**WHAT NEEDS TO BE DONE:** All that should be output is the block of lines below from the line with "and workflow tests." to the line with "use crate::core::topology::LigandTopology;", both included, exactly as written.

(Saved data entries)
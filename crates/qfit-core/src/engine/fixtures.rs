//! Shared inputs for engine and workflow tests.

use crate::core::density::map::{DensityMap, UnitCell};
use crate::core::models::atom::Atom;
use crate::core::models::element::Element;
use crate::core::models::ligand::Ligand;
use crate::core::models::structure::Structure;
use crate::core::models::topology::BondOrder;
use crate::core::topology::LigandTopology;
use crate::core::utils::geometry::rotate_atoms_about_axis;
use nalgebra::Point3;
use ndarray::Array3;

pub(crate) const BOX_LENGTH: f64 = 20.0;
pub(crate) const BOX_SAMPLING: usize = 40;
const BLOB_SIGMA: f64 = 0.6;

/// All-trans carbon chain with tetrahedral angles, placed near the box centre.
pub(crate) fn alkane(n: usize) -> Ligand {
    let mut structure = Structure::new();
    let ids: Vec<_> = (0..n)
        .map(|i| {
            let y = if i % 2 == 0 { 0.0 } else { 0.89 };
            let position = Point3::new(7.0 + 1.26 * i as f64, 9.5 + y, 10.0);
            let mut atom = Atom::new(&format!("C{}", i + 1), Element::C, position);
            atom.residue_name = "LIG".into();
            atom.chain_id = 'A';
            atom.residue_number = 1;
            structure.add_atom(atom)
        })
        .collect();
    for pair in ids.windows(2) {
        structure.add_bond(pair[0], pair[1], BondOrder::Single);
    }
    Ligand::from_structure(&structure).unwrap()
}

/// Input coordinates with each rotatable bond turned by the given offset.
pub(crate) fn rotated(ligand: &Ligand, topology: &LigandTopology, offsets: &[f64]) -> Vec<Point3<f64>> {
    let mut coordinates = ligand.positions().to_vec();
    for (bond, &offset) in topology.bonds().iter().zip(offsets) {
        let origin = coordinates[bond.parent_atom];
        let axis_end = coordinates[bond.child_atom];
        rotate_atoms_about_axis(&mut coordinates, &origin, &axis_end, &bond.moving_atoms, offset);
    }
    coordinates
}

/// Sum of unit Gaussians at the given positions, on a 20 Å cubic box with 0.5 Å spacing.
pub(crate) fn blob_map(centres: &[Point3<f64>]) -> DensityMap {
    let spacing = BOX_LENGTH / BOX_SAMPLING as f64;
    let denominator = 2.0 * BLOB_SIGMA * BLOB_SIGMA;
    let data = Array3::from_shape_fn((BOX_SAMPLING, BOX_SAMPLING, BOX_SAMPLING), |(x, y, z)| {
        let point = Point3::new(x as f64, y as f64, z as f64) * spacing;
        centres
            .iter()
            .map(|c| (-(point - c).norm_squared() / denominator).exp())
            .sum::<f64>() as f32
    });
    let cell = UnitCell::new([BOX_LENGTH; 3], [90.0; 3]).unwrap();
    DensityMap::new(cell, [BOX_SAMPLING; 3], [0; 3], data).unwrap()
}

**REPLY TO THE EXERCISE:**
//! Shared inputs for engine and workflow tests.

use crate::core::density::map::{DensityMap, UnitCell};
use crate::core::models::atom::Atom;
use crate::core::models::element::Element;
use crate::core::models::ligand::Ligand;
use crate::core::models::structure::Structure;
use crate::core::models::topology::BondOrder;
use crate::core::topology::LigandTopology;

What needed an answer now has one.